TASK TO CARRY OUT -
Look through the data that follows and copy each line with the string "insert".

____ EXTRACTED DATA

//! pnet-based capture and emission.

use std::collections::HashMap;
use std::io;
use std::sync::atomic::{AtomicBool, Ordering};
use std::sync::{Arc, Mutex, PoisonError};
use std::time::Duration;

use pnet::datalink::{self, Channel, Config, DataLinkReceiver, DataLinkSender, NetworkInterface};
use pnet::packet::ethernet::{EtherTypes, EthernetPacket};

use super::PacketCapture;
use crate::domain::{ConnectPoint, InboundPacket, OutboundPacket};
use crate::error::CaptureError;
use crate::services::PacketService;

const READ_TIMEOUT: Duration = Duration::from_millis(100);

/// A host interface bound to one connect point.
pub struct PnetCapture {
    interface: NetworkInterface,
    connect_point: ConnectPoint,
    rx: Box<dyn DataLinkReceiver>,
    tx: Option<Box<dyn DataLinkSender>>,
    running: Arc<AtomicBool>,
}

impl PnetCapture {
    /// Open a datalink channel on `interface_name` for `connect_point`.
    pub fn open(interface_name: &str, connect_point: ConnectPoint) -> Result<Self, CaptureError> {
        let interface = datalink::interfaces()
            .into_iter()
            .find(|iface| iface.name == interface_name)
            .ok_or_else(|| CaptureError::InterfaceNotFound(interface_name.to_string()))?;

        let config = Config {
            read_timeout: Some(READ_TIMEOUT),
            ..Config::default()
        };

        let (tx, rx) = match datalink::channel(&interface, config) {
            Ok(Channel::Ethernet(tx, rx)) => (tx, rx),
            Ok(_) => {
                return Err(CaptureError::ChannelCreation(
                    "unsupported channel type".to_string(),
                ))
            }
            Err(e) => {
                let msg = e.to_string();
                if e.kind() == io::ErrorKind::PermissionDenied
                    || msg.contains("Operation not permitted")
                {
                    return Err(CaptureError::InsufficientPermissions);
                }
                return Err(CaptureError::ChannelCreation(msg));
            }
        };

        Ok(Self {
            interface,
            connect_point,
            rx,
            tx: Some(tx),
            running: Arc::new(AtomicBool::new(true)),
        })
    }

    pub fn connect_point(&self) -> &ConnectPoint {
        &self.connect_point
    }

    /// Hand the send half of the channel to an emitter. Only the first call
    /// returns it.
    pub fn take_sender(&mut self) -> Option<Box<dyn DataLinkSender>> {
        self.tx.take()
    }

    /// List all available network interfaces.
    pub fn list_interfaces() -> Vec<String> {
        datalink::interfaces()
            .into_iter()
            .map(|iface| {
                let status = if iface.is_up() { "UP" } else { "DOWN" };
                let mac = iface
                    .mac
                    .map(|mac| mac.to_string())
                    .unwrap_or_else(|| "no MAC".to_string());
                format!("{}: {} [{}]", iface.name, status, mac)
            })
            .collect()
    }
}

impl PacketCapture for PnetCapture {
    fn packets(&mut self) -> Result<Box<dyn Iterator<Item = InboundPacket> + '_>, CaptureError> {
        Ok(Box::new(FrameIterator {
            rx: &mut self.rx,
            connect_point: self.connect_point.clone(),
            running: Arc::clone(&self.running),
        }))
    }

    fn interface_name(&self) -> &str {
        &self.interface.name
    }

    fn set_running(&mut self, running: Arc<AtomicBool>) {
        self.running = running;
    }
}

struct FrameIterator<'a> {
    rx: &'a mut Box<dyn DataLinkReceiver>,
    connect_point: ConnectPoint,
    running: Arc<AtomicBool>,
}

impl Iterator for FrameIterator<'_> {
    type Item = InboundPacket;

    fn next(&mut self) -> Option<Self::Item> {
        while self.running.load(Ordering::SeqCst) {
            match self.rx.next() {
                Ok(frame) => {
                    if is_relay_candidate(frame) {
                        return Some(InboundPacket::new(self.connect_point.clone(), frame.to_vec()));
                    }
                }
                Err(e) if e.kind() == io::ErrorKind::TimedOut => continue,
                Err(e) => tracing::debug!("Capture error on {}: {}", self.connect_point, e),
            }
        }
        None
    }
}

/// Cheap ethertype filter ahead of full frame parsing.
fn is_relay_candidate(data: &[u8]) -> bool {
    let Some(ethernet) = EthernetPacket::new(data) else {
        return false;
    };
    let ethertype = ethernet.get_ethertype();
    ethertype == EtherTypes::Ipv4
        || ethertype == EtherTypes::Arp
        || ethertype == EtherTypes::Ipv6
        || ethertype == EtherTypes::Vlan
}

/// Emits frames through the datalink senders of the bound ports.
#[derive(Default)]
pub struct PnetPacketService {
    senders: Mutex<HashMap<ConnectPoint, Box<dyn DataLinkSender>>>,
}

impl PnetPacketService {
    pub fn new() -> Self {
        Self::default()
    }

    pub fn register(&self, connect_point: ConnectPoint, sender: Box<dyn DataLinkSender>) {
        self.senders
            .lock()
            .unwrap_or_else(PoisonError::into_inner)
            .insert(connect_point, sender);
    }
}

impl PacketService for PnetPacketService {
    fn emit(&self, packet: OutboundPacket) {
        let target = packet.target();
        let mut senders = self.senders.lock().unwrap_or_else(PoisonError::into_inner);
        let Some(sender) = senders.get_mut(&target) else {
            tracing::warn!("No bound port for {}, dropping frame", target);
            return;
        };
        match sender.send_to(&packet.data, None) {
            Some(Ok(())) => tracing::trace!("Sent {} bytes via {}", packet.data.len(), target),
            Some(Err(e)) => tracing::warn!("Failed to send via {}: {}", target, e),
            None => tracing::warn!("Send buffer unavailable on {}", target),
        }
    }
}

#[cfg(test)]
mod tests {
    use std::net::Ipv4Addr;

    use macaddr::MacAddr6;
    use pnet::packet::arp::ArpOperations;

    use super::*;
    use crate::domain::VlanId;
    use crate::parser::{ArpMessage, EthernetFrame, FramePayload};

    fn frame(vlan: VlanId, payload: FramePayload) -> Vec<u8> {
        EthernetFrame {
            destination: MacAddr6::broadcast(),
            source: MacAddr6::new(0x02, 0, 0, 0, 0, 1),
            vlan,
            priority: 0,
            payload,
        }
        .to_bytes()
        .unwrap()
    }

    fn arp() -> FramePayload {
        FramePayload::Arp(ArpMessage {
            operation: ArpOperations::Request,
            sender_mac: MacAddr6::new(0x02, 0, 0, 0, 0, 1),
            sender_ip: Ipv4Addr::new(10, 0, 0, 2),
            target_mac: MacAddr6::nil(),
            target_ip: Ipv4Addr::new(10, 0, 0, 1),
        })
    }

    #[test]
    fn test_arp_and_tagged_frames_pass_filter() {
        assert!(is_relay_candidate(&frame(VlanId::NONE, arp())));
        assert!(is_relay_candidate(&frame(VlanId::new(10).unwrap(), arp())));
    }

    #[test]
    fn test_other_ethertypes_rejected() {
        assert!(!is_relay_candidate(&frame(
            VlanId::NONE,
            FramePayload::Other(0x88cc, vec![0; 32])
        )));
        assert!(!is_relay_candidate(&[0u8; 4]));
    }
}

________
____ EXTRACTED DATA

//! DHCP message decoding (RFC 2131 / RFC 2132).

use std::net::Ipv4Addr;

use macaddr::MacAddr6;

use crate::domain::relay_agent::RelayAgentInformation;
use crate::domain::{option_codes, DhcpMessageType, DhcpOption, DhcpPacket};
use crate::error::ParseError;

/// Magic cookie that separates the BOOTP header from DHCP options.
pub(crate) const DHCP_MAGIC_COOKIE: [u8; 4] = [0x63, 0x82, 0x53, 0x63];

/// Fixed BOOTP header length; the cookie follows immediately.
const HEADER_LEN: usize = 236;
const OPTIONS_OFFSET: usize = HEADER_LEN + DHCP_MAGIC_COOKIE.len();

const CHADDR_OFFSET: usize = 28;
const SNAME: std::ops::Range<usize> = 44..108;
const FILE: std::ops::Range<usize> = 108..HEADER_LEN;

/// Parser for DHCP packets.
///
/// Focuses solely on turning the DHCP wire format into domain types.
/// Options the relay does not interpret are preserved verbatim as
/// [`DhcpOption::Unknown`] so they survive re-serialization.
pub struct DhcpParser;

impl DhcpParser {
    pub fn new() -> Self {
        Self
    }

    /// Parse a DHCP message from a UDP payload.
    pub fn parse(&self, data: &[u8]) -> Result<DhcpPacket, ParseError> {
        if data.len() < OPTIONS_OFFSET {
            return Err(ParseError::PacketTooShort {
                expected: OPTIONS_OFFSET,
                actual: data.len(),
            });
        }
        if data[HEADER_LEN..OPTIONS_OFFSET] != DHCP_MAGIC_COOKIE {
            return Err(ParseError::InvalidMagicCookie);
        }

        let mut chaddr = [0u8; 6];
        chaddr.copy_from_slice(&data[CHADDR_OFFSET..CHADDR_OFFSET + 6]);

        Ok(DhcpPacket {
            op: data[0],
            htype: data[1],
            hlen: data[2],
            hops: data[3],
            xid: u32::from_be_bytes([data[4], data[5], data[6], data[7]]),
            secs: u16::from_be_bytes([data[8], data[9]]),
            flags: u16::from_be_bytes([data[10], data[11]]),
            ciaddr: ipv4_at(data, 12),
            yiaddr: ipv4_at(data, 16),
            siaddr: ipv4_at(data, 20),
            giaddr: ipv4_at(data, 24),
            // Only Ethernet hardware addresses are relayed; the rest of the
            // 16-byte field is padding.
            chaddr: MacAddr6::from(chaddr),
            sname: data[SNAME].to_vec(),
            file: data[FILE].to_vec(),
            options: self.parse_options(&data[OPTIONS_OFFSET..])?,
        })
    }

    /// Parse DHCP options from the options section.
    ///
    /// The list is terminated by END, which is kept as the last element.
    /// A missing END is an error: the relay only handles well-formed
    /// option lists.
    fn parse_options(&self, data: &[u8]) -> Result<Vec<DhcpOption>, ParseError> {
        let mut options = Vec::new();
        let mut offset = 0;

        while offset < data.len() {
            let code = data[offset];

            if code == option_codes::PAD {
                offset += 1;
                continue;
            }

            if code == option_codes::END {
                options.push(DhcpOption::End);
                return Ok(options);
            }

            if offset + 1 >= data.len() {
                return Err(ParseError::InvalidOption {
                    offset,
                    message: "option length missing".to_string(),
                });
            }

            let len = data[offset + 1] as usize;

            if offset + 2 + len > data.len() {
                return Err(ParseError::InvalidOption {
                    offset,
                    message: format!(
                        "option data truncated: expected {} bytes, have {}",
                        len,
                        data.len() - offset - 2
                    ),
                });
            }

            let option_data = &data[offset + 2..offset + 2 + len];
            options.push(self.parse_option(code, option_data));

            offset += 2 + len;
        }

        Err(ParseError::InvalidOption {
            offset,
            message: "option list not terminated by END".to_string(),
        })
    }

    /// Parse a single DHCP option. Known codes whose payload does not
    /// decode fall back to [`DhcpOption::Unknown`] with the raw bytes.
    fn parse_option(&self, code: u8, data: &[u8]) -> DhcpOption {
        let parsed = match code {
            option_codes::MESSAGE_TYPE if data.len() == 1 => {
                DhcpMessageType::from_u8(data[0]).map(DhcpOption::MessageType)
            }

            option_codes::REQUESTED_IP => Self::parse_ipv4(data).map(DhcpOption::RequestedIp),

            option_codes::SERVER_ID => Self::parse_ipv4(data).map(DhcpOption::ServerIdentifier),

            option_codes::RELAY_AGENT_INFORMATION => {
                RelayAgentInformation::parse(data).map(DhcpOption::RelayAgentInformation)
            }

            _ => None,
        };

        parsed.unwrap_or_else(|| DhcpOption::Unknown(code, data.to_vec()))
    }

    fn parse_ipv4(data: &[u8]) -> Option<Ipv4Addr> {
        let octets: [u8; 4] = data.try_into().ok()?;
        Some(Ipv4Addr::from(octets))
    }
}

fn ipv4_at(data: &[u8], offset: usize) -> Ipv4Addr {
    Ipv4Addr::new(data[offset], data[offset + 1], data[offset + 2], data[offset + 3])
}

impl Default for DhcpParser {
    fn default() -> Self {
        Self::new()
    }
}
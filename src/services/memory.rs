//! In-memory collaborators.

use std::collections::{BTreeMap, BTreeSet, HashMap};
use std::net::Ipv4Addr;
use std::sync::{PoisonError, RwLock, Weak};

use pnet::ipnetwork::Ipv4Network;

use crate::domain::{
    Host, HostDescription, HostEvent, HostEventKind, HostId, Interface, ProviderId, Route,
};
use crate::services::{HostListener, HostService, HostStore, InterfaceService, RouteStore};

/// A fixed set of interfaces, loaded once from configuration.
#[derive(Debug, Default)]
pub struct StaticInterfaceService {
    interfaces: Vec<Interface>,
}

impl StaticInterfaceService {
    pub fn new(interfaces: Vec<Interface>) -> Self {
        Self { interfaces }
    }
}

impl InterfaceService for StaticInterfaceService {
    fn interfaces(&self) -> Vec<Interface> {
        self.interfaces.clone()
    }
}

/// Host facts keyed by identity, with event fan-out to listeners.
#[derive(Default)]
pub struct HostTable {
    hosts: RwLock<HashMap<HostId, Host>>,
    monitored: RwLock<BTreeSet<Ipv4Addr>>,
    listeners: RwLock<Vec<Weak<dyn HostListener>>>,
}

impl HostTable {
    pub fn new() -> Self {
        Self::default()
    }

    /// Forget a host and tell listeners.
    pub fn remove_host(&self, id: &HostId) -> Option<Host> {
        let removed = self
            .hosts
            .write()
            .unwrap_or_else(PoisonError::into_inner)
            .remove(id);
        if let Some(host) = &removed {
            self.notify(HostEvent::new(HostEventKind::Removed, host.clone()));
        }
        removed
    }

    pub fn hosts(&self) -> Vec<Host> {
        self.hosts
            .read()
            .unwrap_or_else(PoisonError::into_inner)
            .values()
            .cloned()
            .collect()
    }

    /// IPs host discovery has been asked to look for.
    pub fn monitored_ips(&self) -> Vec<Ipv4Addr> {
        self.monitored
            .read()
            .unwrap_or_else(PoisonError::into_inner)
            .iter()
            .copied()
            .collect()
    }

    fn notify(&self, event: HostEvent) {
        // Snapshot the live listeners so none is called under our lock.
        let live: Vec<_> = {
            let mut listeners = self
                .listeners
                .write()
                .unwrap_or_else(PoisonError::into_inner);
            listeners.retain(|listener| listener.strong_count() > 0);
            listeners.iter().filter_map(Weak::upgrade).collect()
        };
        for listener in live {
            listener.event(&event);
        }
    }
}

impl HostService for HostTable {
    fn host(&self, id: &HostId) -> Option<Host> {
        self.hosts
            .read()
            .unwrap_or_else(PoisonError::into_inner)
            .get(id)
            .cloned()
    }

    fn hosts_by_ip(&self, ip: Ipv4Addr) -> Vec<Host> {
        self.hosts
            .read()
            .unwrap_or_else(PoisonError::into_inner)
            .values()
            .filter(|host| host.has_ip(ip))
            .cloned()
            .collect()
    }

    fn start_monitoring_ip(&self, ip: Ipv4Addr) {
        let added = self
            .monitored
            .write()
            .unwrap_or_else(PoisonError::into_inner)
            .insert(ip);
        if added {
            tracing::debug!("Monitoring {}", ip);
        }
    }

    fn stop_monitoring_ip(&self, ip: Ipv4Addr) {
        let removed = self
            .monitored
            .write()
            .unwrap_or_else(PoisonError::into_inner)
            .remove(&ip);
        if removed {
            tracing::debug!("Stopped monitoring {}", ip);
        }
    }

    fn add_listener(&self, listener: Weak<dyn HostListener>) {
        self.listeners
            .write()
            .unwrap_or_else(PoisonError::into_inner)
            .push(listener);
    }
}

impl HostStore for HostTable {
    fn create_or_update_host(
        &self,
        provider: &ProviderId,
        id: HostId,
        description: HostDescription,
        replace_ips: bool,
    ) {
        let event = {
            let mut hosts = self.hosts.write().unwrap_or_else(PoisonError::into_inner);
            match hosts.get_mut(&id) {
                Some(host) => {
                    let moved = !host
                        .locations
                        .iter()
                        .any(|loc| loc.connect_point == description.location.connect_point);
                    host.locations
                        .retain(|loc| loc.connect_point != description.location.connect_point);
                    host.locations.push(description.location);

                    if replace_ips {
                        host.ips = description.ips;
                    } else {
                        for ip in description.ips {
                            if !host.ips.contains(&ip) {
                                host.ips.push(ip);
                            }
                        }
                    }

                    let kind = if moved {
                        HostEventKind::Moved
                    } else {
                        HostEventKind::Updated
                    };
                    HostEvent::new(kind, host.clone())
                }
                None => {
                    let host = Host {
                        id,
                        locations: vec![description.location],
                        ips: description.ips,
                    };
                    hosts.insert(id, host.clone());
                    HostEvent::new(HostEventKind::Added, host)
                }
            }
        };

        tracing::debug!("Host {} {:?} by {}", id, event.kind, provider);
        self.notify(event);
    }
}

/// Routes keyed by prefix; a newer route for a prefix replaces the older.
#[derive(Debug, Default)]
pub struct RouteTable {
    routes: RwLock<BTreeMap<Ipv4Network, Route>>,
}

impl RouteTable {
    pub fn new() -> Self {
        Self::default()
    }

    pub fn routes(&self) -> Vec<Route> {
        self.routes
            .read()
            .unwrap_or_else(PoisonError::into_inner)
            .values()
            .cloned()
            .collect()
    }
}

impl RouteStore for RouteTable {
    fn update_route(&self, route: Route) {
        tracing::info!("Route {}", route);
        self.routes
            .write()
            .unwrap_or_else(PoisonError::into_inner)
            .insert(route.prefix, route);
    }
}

________

SOLUTION BELOW -
            .insert(connect_point, sender);
            .insert(ip);
                    hosts.insert(id, host.clone());
            .insert(route.prefix, route);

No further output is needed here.